[Stored data]
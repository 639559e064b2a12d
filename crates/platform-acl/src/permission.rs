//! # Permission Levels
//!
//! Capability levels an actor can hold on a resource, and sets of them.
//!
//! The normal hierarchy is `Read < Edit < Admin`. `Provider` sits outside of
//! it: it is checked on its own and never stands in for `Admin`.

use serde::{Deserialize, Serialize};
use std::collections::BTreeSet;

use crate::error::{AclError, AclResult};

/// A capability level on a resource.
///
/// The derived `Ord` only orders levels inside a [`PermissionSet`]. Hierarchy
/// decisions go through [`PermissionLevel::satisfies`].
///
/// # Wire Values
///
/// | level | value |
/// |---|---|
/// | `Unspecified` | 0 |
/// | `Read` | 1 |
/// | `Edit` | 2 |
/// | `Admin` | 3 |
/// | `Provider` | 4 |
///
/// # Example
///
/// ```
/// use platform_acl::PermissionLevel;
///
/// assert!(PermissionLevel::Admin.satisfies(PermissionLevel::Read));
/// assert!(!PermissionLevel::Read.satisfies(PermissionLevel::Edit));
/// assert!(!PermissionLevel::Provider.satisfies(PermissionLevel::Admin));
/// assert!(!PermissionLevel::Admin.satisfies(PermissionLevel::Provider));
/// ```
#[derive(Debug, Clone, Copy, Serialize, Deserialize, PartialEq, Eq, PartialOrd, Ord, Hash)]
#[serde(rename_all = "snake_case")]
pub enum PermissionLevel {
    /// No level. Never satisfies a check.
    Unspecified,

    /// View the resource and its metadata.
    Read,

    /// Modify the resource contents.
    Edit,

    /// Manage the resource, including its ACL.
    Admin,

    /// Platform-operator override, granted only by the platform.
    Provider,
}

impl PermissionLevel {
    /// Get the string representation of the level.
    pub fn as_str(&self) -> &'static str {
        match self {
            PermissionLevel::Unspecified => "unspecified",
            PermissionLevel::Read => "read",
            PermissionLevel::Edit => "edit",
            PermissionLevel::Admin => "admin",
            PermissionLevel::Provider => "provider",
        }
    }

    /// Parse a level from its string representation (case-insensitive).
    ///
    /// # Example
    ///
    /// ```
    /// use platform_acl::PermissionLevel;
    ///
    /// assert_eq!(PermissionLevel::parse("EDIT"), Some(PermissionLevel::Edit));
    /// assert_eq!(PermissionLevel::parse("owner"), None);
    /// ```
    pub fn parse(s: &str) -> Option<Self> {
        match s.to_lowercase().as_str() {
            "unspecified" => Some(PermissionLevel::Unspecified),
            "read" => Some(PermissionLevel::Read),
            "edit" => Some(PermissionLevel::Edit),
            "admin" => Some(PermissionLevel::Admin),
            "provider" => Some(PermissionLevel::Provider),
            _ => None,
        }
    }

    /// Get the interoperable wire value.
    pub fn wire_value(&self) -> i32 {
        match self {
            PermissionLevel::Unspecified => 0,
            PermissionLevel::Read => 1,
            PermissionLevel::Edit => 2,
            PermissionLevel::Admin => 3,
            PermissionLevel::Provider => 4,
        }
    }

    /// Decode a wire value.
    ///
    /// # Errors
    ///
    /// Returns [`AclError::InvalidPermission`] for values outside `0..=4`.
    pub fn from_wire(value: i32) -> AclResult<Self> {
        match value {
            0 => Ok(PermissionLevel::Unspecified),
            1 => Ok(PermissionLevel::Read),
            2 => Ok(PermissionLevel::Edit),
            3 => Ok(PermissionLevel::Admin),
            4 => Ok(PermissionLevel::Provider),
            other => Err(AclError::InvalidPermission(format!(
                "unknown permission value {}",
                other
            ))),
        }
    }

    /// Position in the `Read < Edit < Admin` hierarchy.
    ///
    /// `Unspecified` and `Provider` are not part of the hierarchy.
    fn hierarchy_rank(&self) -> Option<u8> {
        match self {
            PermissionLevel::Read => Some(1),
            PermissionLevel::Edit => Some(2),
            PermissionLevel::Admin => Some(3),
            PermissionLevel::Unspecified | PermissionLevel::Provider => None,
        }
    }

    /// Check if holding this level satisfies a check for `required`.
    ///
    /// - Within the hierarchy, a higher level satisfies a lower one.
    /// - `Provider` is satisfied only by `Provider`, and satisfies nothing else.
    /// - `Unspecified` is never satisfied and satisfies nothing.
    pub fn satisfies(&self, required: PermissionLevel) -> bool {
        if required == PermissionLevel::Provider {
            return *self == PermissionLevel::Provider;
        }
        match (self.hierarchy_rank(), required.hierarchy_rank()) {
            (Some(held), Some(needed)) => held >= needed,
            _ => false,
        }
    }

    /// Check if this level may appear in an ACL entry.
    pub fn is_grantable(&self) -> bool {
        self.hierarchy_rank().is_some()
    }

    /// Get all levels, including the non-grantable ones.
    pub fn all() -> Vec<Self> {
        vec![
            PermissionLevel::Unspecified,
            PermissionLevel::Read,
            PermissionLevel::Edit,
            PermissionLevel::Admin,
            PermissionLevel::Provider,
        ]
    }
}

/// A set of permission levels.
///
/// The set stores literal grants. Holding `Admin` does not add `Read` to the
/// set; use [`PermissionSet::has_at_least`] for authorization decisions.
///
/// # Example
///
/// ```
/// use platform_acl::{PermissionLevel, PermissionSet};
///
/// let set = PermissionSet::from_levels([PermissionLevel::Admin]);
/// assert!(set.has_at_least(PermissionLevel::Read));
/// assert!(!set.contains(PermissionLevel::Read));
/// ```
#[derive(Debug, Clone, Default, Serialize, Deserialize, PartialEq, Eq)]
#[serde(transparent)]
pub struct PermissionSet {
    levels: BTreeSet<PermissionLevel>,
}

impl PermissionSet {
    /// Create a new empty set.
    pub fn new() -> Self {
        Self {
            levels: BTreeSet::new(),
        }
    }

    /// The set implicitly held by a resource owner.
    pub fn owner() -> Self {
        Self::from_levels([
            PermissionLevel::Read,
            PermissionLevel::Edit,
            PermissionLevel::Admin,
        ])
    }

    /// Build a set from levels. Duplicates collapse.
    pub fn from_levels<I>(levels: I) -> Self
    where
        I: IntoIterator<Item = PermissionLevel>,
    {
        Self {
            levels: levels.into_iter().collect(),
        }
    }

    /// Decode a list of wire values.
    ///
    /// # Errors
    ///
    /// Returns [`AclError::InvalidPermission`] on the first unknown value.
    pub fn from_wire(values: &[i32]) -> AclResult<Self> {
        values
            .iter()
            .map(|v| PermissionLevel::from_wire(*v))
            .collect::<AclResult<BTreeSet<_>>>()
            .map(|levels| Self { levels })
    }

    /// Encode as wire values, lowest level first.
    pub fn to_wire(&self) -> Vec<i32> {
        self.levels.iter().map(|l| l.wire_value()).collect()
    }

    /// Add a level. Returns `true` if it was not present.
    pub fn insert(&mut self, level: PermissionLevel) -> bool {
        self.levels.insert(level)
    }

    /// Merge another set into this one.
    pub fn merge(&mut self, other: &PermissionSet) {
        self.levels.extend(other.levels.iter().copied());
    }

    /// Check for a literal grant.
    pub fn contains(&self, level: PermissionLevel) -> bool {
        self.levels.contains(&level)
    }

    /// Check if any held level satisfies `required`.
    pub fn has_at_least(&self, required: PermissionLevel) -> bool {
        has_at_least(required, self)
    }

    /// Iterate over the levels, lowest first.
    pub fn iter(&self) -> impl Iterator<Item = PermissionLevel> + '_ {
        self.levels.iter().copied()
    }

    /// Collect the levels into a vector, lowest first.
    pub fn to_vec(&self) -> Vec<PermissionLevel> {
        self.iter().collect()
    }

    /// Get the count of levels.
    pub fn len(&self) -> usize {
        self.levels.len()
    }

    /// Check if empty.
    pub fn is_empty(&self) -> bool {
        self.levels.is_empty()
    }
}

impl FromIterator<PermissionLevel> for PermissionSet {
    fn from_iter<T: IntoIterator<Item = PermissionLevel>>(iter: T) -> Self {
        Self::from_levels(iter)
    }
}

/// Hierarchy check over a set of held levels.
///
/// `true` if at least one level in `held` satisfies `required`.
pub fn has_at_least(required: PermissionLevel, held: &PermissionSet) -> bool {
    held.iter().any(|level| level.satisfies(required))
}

* [TASK BRIEF]:
Only lines that contain the string "representation" count; pick each one out of the records and copy it.

* [OUTPUT FOR THIS TASK]:
    /// Get the string representation of the level.
    /// Parse a level from its string representation (case-insensitive).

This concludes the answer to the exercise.